How to Figure Out What Your Board Members Are Good At

  • 3 min reading time

Here's a Wild Idea: Ask Them

Most boards assign work based on who's available, who volunteered first, or, let's be honest, who didn't dodge eye contact fast enough when a task came up.

The result is a board where the same three people do everything, several people do nothing and nobody's quite sure why it feels so hard.

There's a better way. It starts with knowing who's actually sitting at your table.

People Are More Than Their Board Title

Your treasurer might be a graphic designer. Your secretary might have fifteen years in project management. Your newest member might speak four languages or have a law degree or run a small business with twelve employees.

You don't know unless you ask. And most boards never ask.

The Two-Question Conversation

You don't need a formal skills assessment. You don't need a survey with seventeen fields. You need two questions and a genuine interest in the answers:

1. What do you do when you're not doing this? Job, hobbies, side projects, whatever. You're not prying, you're paying attention. The answers tell you what someone is actually good at and what they actually enjoy.

2. What kind of contribution would feel meaningful to you? This one matters more than people think. Some people want visible work. Some want behind-the-scenes. Some want to be in the room where decisions get made. Some want to be handed a task and left alone to complete it. None of those is wrong, but treating them all the same is.

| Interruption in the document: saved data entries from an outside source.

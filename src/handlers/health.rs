//! Health check endpoint for service monitoring.

use crate::{app::AppState, error::AppError};
use axum::{Json, extract::State};
use chrono::{DateTime, Utc};
use serde::Serialize;

/// Health check response.
///
/// Returns service status and database connectivity.
#[derive(Debug, Serialize)]
pub struct HealthResponse {
    /// Overall service status
    pub status: String,

    /// Database connection status
    pub database: String,

    /// Current server timestamp
    pub timestamp: DateTime<Utc>,
}

/// Health check handler.
///
/// # Checks
///
/// - Store connectivity (a `SELECT 1` round trip on Postgres)
///
/// # Response (200 OK)
///
/// ```json
/// {
///   "status": "healthy",
///   "database": "connected",
///   "timestamp": "2025-12-21T19:00:00Z"
/// }
/// ```
///
/// # Response (500 Internal Server Error)
///
/// If the database is unreachable, returns the standard error response.
/// No API key is required.
pub async fn health_check(
    State(state): State<AppState>,
) -> Result<Json<HealthResponse>, AppError> {
    state.ctx.repos.health.ping().await?;

    Ok(Json(HealthResponse {
        status: "healthy".to_string(),
        database: "connected".to_string(),
        timestamp: Utc::now(),
    }))
}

What to Do With What You Learn

Build an informal board skills map. It doesn't have to be fancy, a simple document with each member's name, their background and what they're up for is enough.

Then actually use it. When a task comes up, look at the map before you default to asking whoever's standing closest.

Matching people to work that suits them, makes people feel seen. And people who feel seen tend to show up.

A Note on Fairness

This isn't about letting people opt out of the hard stuff. It's about making sure the hard stuff is distributed thoughtfully and that people's contributions actually match their capacity.

A board where everyone is working in their zone of competence is a board that hums. A board where everyone is doing whatever nobody else wanted to do is a board that burns out.

You've got good people around that table. Find out who they actually are.